Scientific classification
- Kingdom: Plantae
- Clade: Tracheophytes
- Clade: Angiosperms
- Clade: Monocots
- Order: Asparagales
- Family: Orchidaceae
- Subfamily: Cypripedioideae
- Genus: Paphiopedilum
- Species: P. rungsuriyanum
- Binomial name: Paphiopedilum rungsuriyanum O.Gruss, Rungruang, Chaisur. & Dionisio

= Paphiopedilum rungsuriyanum =

- Genus: Paphiopedilum
- Species: rungsuriyanum
- Authority: O.Gruss, Rungruang, Chaisur. & Dionisio

Species of orchid

Paphiopedilum rungsuriyanum is an Asian species of slipper orchid endemic to Laos.

== Description ==
Paphiopedilum rungsuriyanum has been described as miniature with its tesselated leaves spanning only a couple of inches. The flower is a mix of pink, maroon, and green. The flower is approximately as large as the rest of the plant. It has similar leaves and size to Paphiopedilum canhii, but the flower morphology differs significantly.

== Taxonomy ==
Paphiopedilum rungsuriyanum is similar to Paphiopedilum canhii and was originally identified from smuggled plants under the name P. canhii by Rungruang and Chaisuriya.
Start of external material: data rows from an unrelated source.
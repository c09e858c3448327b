//! Client for the public game platform endpoints the site reads from.
//!
//! Only two read-only lookups are supported: resolving a place to its universe and reading the
//! live player count of a universe.
pub mod games;
pub mod http;
pub mod id;
pub mod universes;

use std::borrow::Cow;

pub use ::http::StatusCode;

use self::games::GamesClient;
use self::http::{Request, RequestBuilder, Response};
use self::id::PlaceId;
use self::universes::UniversesClient;

use thiserror::Error;

/// Default base url of the universe lookup endpoint.
pub const UNIVERSES_BASE: &str = "https://apis.roblox.com";

/// Default base url of the games endpoint.
pub const GAMES_BASE: &str = "https://games.roblox.com";

pub type Result<T> = std::result::Result<T, Error>;

#[derive(Debug, Error)]
pub enum Error {
    #[error(transparent)]
    Http(#[from] http::Error),
    #[error("unexpected status code: {0}")]
    Status(StatusCode),
    #[error("place {0} has no universe")]
    NoUniverse(PlaceId),
}

#[derive(Clone, Debug)]
pub struct Client {
    universes_base: Cow<'static, str>,
    games_base: Cow<'static, str>,
    http: http::Client,
}

impl Client {
    /// Creates a new `Client` talking to the public platform endpoints.
    pub fn new() -> Self {
        Self::with_base_urls(UNIVERSES_BASE, GAMES_BASE)
    }

    pub fn with_base_urls<T, U>(universes_base: T, games_base: U) -> Self
    where
        T: Into<Cow<'static, str>>,
        U: Into<Cow<'static, str>>,
    {
        Self {
            universes_base: universes_base.into(),
            games_base: games_base.into(),
            http: http::Client::new(),
        }
    }

    pub fn universes(&self) -> UniversesClient<'_> {
        UniversesClient::new(self)
    }

    pub fn games(&self) -> GamesClient<'_> {
        GamesClient::new(self)
    }

    pub(crate) fn universes_request(&self) -> RequestBuilder {
        RequestBuilder::new(&self.universes_base)
            .get()
            .header("Accept", "application/json")
    }

    pub(crate) fn games_request(&self) -> RequestBuilder {
        RequestBuilder::new(&self.games_base)
            .get()
            .header("Accept", "application/json")
    }

    /// Sends the request, rejecting any response without a 2xx status code.
    pub(crate) async fn send(&self, request: Request) -> Result<Response> {
        log::debug!("GET {}", request.uri());

        let resp = self.http.send(request).await?;
        if !resp.is_success() {
            return Err(Error::Status(resp.status()));
        }

        Ok(resp)
    }
}

impl Default for Client {
    fn default() -> Self {
        Self::new()
    }
}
The species name is a combination of the names Rungruang and Chaisuriya who described the plant in 2014. In 2017 the species was placed in the subgenus Paphiopedilum and section Laosianum.

== Distribution ==
Paphiopedilum rungsuriyanum was originally discovered in 2014 and is only known to occur in Laos.